[TASK TO COMPLETE]: Repeat the entries verbatim.

[DATASET]:
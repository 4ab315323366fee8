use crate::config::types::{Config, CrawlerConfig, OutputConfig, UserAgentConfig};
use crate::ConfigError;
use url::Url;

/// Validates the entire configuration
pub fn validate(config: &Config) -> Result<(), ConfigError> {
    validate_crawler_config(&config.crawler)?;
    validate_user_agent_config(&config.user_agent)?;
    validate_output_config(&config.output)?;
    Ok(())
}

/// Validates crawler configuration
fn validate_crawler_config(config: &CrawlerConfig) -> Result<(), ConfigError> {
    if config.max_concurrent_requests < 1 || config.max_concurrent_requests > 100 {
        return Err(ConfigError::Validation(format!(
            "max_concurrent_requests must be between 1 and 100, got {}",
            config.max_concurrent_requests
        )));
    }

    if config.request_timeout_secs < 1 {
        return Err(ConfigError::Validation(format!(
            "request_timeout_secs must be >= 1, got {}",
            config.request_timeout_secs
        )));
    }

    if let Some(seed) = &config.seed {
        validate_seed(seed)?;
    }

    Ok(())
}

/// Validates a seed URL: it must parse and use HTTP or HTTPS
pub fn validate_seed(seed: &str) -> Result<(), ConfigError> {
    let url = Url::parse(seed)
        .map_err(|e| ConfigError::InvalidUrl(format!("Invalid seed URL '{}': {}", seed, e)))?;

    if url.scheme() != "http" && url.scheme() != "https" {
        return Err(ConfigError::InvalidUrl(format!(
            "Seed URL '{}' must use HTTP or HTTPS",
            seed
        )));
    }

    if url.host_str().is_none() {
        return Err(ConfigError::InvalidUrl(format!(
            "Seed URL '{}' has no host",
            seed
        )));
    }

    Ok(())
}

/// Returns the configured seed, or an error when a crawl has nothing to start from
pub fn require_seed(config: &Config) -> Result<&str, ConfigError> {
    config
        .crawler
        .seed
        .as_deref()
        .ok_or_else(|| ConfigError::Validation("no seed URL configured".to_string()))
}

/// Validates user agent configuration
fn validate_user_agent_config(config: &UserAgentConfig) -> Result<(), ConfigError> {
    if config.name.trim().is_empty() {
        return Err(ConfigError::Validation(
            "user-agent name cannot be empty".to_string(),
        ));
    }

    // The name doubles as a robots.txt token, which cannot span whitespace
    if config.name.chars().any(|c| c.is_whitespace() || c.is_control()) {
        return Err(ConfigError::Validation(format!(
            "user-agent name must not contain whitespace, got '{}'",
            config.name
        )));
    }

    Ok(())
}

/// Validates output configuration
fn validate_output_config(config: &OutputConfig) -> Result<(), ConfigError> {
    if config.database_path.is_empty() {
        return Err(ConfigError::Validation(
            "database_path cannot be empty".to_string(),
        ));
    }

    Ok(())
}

[TASK RESPONSE]:
repository 4ab315323366fee8
use crate::config::types::{Config, CrawlerConfig, OutputConfig, UserAgentConfig};
use crate::ConfigError;
use url::Url;

/// Validates the entire configuration
pub fn validate(config: &Config) -> Result<(), ConfigError> {
    validate_crawler_config(&config.crawler)?;
    validate_user_agent_config(&config.user_agent)?;
    validate_output_config(&config.output)?;
    Ok(())
}

/// Validates crawler configuration
fn validate_crawler_config(config: &CrawlerConfig) -> Result<(), ConfigError> {
    if config.max_concurrent_requests < 1 || config.max_concurrent_requests > 100 {
        return Err(ConfigError::Validation(format!(
            "max_concurrent_requests must be between 1 and 100, got {}",
            config.max_concurrent_requests
        )));
    }

    if config.request_timeout_secs < 1 {
        return Err(ConfigError::Validation(format!(
            "request_timeout_secs must be >= 1, got {}",
            config.request_timeout_secs
        )));
    }

    if let Some(seed) = &config.seed {
        validate_seed(seed)?;
    }

    Ok(())
}

/// Validates a seed URL: it must parse and use HTTP or HTTPS
pub fn validate_seed(seed: &str) -> Result<(), ConfigError> {
    let url = Url::parse(seed)
        .map_err(|e| ConfigError::InvalidUrl(format!("Invalid seed URL '{}': {}", seed, e)))?;

    if url.scheme() != "http" && url.scheme() != "https" {
        return Err(ConfigError::InvalidUrl(format!(
            "Seed URL '{}' must use HTTP or HTTPS",
            seed
        )));
    }

    if url.host_str().is_none() {
        return Err(ConfigError::InvalidUrl(format!(
            "Seed URL '{}' has no host",
            seed
        )));
    }

    Ok(())
}

/// Returns the configured seed, or an error when a crawl has nothing to start from
pub fn require_seed(config: &Config) -> Result<&str, ConfigError> {
    config
        .crawler
        .seed
        .as_deref()
        .ok_or_else(|| ConfigError::Validation("no seed URL configured".to_string()))
}

/// Validates user agent configuration
fn validate_user_agent_config(config: &UserAgentConfig) -> Result<(), ConfigError> {
    if config.name.trim().is_empty() {
        return Err(ConfigError::Validation(
            "user-agent name cannot be empty".to_string(),
        ));
    }

    // The name doubles as a robots.txt token, which cannot span whitespace
    if config.name.chars().any(|c| c.is_whitespace() || c.is_control()) {
        return Err(ConfigError::Validation(format!(
            "user-agent name must not contain whitespace, got '{}'",
            config.name
        )));
    }

    Ok(())
}

/// Validates output configuration
fn validate_output_config(config: &OutputConfig) -> Result<(), ConfigError> {
    if config.database_path.is_empty() {
        return Err(ConfigError::Validation(
            "database_path cannot be empty".to_string(),
        ));
    }

    Ok(())
}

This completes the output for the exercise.